CHICAGO, June 28 (Reuters) -- At a meeting of the American Medical Association on Wednesday, prominent physicians have called for research into the public health risk of query letter addiction, declaring that the writing of query letters is decidedly an unhealthy mental illness.
"While more study is needed," said AMA president Dr. Davis Ronald, " the AMA remains concerned about the behavioral, health and societal effects of query letter and e-query overuse."
The debate over query addiction touched a nerve among doctors, who are not sure what to tell writers and their concerned families. " To the extent that writing query letters, waiting for replies from literary agents, and then sinking into depression upon the inevitable rejection, then you are talking about a compulsive behavior that belongs in a psychiatric manual," Dr. Ronald told reporters.
A psychiatrist from New York City, specializing in addiction, said querying literary agents were definitely a problem for some. "This is a brain disease for every single writer who is at all serious about getting published," he said. "And they all become addicted to querying."
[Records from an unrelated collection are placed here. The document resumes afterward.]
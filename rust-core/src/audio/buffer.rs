//! Audio buffer views and fixed-size block assembly
//!
//! `AudioBuffer` is the read-only view handed to the pipeline once per audio
//! callback. `BlockAssembler` turns arbitrarily sized host callbacks into
//! exact pipeline-sized blocks.

use thiserror::Error;

#[derive(Error, Debug, PartialEq, Eq)]
pub enum BufferError {
    #[error("Audio buffer must have at least one channel")]
    NoChannels,

    #[error("Sample rate must be non-zero")]
    ZeroSampleRate,

    #[error("Expected {expected} interleaved samples ({frames} frames x {channels} channels), got {actual}")]
    LengthMismatch {
        expected: usize,
        actual: usize,
        frames: usize,
        channels: usize,
    },
}

/// One block of interleaved samples delivered by the audio subsystem
///
/// Borrowed for the duration of a single `Pipeline::process` call.
#[derive(Debug, Clone, Copy)]
pub struct AudioBuffer<'a> {
    samples: &'a [f32],
    frame_count: usize,
    channel_count: usize,
    sample_rate: u32,
}

impl<'a> AudioBuffer<'a> {
    /// Wrap interleaved samples, checking `samples.len() == frame_count * channel_count`
    pub fn new(
        samples: &'a [f32],
        frame_count: usize,
        channel_count: usize,
        sample_rate: u32,
    ) -> Result<Self, BufferError> {
        if channel_count == 0 {
            return Err(BufferError::NoChannels);
        }
        if sample_rate == 0 {
            return Err(BufferError::ZeroSampleRate);
        }
        let expected = frame_count * channel_count;
        if samples.len() != expected {
            return Err(BufferError::LengthMismatch {
                expected,
                actual: samples.len(),
                frames: frame_count,
                channels: channel_count,
            });
        }

        Ok(Self {
            samples,
            frame_count,
            channel_count,
            sample_rate,
        })
    }

    /// Wrap a single-channel slice
    pub fn mono(samples: &'a [f32], sample_rate: u32) -> Result<Self, BufferError> {
        Self::new(samples, samples.len(), 1, sample_rate)
    }

    /// Raw interleaved samples
    pub fn samples(&self) -> &'a [f32] {
        self.samples
    }

    pub fn frame_count(&self) -> usize {
        self.frame_count
    }

    pub fn channel_count(&self) -> usize {
        self.channel_count
    }

    pub fn sample_rate(&self) -> u32 {
        self.sample_rate
    }

    /// Length of the buffer in seconds
    pub fn duration_seconds(&self) -> f64 {
        self.frame_count as f64 / self.sample_rate as f64
    }

    /// Iterate over the samples of one channel
    pub fn channel(&self, channel: usize) -> impl Iterator<Item = f32> + 'a {
        self.samples
            .iter()
            .skip(channel)
            .step_by(self.channel_count)
            .copied()
    }

    /// Average all channels into `out[..frame_count]`
    ///
    /// Non-finite samples are treated as silence.
    pub fn downmix_into(&self, out: &mut [f64]) {
        let scale = 1.0 / self.channel_count as f64;
        for (o, frame) in out
            .iter_mut()
            .zip(self.samples.chunks_exact(self.channel_count))
        {
            let sum: f64 = frame
                .iter()
                .map(|&s| if s.is_finite() { s as f64 } else { 0.0 })
                .sum();
            *o = sum * scale;
        }
    }

    /// True if every sample is exactly zero
    pub fn is_silent(&self) -> bool {
        self.samples.iter().all(|&s| s == 0.0)
    }
}

/// Re-blocks interleaved host data into fixed-size frames
///
/// The block storage is allocated once; `push` never allocates.
pub struct BlockAssembler {
    block: Vec<f32>,
    filled: usize,
    frames_per_block: usize,
    channels: usize,
}

impl BlockAssembler {
    /// Create an assembler producing blocks of `frames_per_block` frames
    pub fn new(frames_per_block: usize, channels: usize) -> Self {
        Self {
            block: vec![0.0; frames_per_block * channels],
            filled: 0,
            frames_per_block,
            channels,
        }
    }

    /// Append interleaved samples, calling `on_block` for every completed block
    ///
    /// Samples left over after the last complete block are kept for the next call.
    pub fn push<F: FnMut(&[f32])>(&mut self, mut data: &[f32], mut on_block: F) {
        while !data.is_empty() {
            let space = self.block.len() - self.filled;
            let take = space.min(data.len());
            self.block[self.filled..self.filled + take].copy_from_slice(&data[..take]);
            self.filled += take;
            data = &data[take..];

            if self.filled == self.block.len() {
                on_block(&self.block);
                self.filled = 0;
            }
        }
    }

    /// Number of interleaved samples waiting for the next block
    pub fn pending(&self) -> usize {
        self.filled
    }

    pub fn frames_per_block(&self) -> usize {
        self.frames_per_block
    }

    pub fn channels(&self) -> usize {
        self.channels
    }

    /// Drop any partially assembled block
    pub fn clear(&mut self) {
        self.filled = 0;
    }
}

#[cfg(test)]
mod tests {
    use super::*;

    #[test]
    fn test_buffer_length_invariant() {
        let data = vec![0.0f32; 1024];
        assert!(AudioBuffer::new(&data, 512, 2, 44100).is_ok());
        assert_eq!(
            AudioBuffer::new(&data, 512, 1, 44100).unwrap_err(),
            BufferError::LengthMismatch {
                expected: 512,
                actual: 1024,
                frames: 512,
                channels: 1
            }
        );
        assert_eq!(
            AudioBuffer::new(&data, 512, 0, 44100).unwrap_err(),
            BufferError::NoChannels
        );
        assert_eq!(
            AudioBuffer::new(&data, 1024, 1, 0).unwrap_err(),
            BufferError::ZeroSampleRate
        );
    }

    #[test]
    fn test_downmix_and_channels() {
        let data = [1.0f32, 3.0, -2.0, 2.0, f32::NAN, 4.0];
        let buffer = AudioBuffer::new(&data, 3, 2, 48000).unwrap();

        let mut mono = [0.0f64; 3];
        buffer.downmix_into(&mut mono);
        assert_eq!(mono, [2.0, 0.0, 2.0]);

        let right: Vec<f32> = buffer.channel(1).collect();
        assert_eq!(right, vec![3.0, 2.0, 4.0]);
        assert!(!buffer.is_silent());
    }

    #[test]
    fn test_duration() {
        let data = vec![0.0f32; 441];
        let buffer = AudioBuffer::mono(&data, 44100).unwrap();
        assert!((buffer.duration_seconds() - 0.01).abs() < 1e-12);
        assert!(buffer.is_silent());
    }

    #[test]
    fn test_block_assembler_reblocks() {
        let mut assembler = BlockAssembler::new(4, 2);
        let mut blocks: Vec<Vec<f32>> = Vec::new();

        let first: Vec<f32> = (0..5).map(|i| i as f32).collect();
        assembler.push(&first, |b| blocks.push(b.to_vec()));
        assert!(blocks.is_empty());
        assert_eq!(assembler.pending(), 5);

        let second: Vec<f32> = (5..21).map(|i| i as f32).collect();
        assembler.push(&second, |b| blocks.push(b.to_vec()));

        assert_eq!(blocks.len(), 2);
        assert_eq!(blocks[0], (0..8).map(|i| i as f32).collect::<Vec<_>>());
        assert_eq!(blocks[1], (8..16).map(|i| i as f32).collect::<Vec<_>>());
        assert_eq!(assembler.pending(), 5);

        assembler.clear();
        assert_eq!(assembler.pending(), 0);
    }
}
use std::sync::Arc;

use crate::gateway::Gateway;
use crate::render::OutboundMessage;
use crate::router::RoutingMap;
use crate::Result;

/// Counters for one publishing pass
#[derive(Debug, Clone, Copy, Default, PartialEq, Eq)]
pub struct PublishReport {
    pub delivered: u32,
    pub failed: u32,
}

/// Renders messages and hands their segments to the gateway
pub struct Publisher {
    gateway: Arc<dyn Gateway>,
    budget: usize,
}

impl Publisher {
    pub fn new(gateway: Arc<dyn Gateway>, budget: usize) -> Self {
        Self {
            gateway,
            budget,
        }
    }

    pub fn gateway(&self) -> &Arc<dyn Gateway> {
        &self.gateway
    }

    /// Render one message and deliver its segments in order.
    ///
    /// Stops at the first failed segment so a destination never sees the
    /// tail of a message without its head.
    pub async fn send(&self, destination_id: &str, message: &OutboundMessage) -> Result<()> {
        for segment in message.render(self.budget) {
            self.gateway.send_message(destination_id, &segment).await?;
        }
        tracing::debug!(destination_id, kind = message.kind(), "Message delivered");
        Ok(())
    }

    /// Deliver a run's routed publications, destination by destination.
    ///
    /// Failures are logged and counted; they never stop other deliveries and
    /// are not retried in the same run.
    pub async fn publish(&self, routing: RoutingMap) -> PublishReport {
        let mut report = PublishReport::default();

        for (destination_id, routed) in routing {
            for item in routed {
                let title = item.publication.title.clone();
                let message = OutboundMessage::Post {
                    publication: item.publication,
                    matched_filters: item.matched_filters,
                };

                match self.send(&destination_id, &message).await {
                    Ok(()) => report.delivered += 1,
                    Err(e) => {
                        tracing::error!(destination_id = %destination_id, title = %title, "Delivery failed: {}", e);
                        report.failed += 1;
                    }
                }
            }
        }

        report
    }
}
use anyhow::Result;

use epitome_core::{ipc::is_daemon_running, storage::Database, AppConfig, DaemonClient};

use super::build_pipeline;

/// Run the pipeline once, through the daemon when it is up so runs never overlap
pub async fn run(config: &AppConfig) -> Result<()> {
    let socket_path = config.socket_path();

    let report = if is_daemon_running(&socket_path).await {
        println!("Asking the daemon for a run...\n");
        DaemonClient::new(socket_path).run_pipeline().await?
    } else {
        println!("Running the pipeline...\n");
        let db = Database::new(config).await?;
        let (pipeline, _, _) = build_pipeline(&db, config)?;
        pipeline.run().await?
    };

    println!(
        "Run complete. {} sources ({} failed), {} publications, {} delivered, {} failed deliveries.",
        report.sources,
        report.failed_sources,
        report.publications,
        report.delivered,
        report.failed_deliveries
    );
    if report.failed_cursor_updates > 0 {
        println!(
            "{} cursors could not be saved; those sources will be read again next run.",
            report.failed_cursor_updates
        );
    }

    Ok(())
}
use thiserror::Error;

#[derive(Error, Debug)]
pub enum Error {
    #[error("Database error: {0}")]
    Database(#[from] sqlx::Error),

    #[error("HTTP request error: {0}")]
    Http(#[from] reqwest::Error),

    /// Feed unreachable or malformed; the source is skipped for the current run
    #[error("Feed fetch error: {0}")]
    Fetch(String),

    #[error("Configuration error: {0}")]
    Config(String),

    #[error("IO error: {0}")]
    Io(#[from] std::io::Error),

    #[error("URL parsing error: {0}")]
    UrlParse(#[from] url::ParseError),

    #[error("JSON error: {0}")]
    Json(#[from] serde_json::Error),

    #[error("Invalid input: {0}")]
    Validation(String),

    #[error("Already exists: {0}")]
    DuplicateExists(String),

    #[error("Not found: {0}")]
    NotFound(String),

    #[error("Conflict: {0}")]
    Conflict(String),

    #[error("Timed out: {0}")]
    Timeout(String),

    /// Gateway refused or failed to deliver a message
    #[error("Delivery error: {0}")]
    Delivery(String),

    #[error("{0}")]
    Other(String),
}

pub type Result<T> = std::result::Result<T, Error>;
Addiction experts who have not written a novel yet are strongly opposed to declaring query letter writing a mental illness that should be included in the American Psychiatric Association's Diagnostic and Statistical Manual of Mental Disorders. Physicians who have tried countless times to get a short story published in the Bellevue Literary Review are equally adamant that querying literary agents, and submitting in general, are highly addictive and deserving of a proper place in the pantheon of psychiatric illnesses.
Literary agents who were contacted for comment refused to return phone calls, saying that they only responded to mailed queries with SASE or e-mail queries but only if they were interested in asking for more material.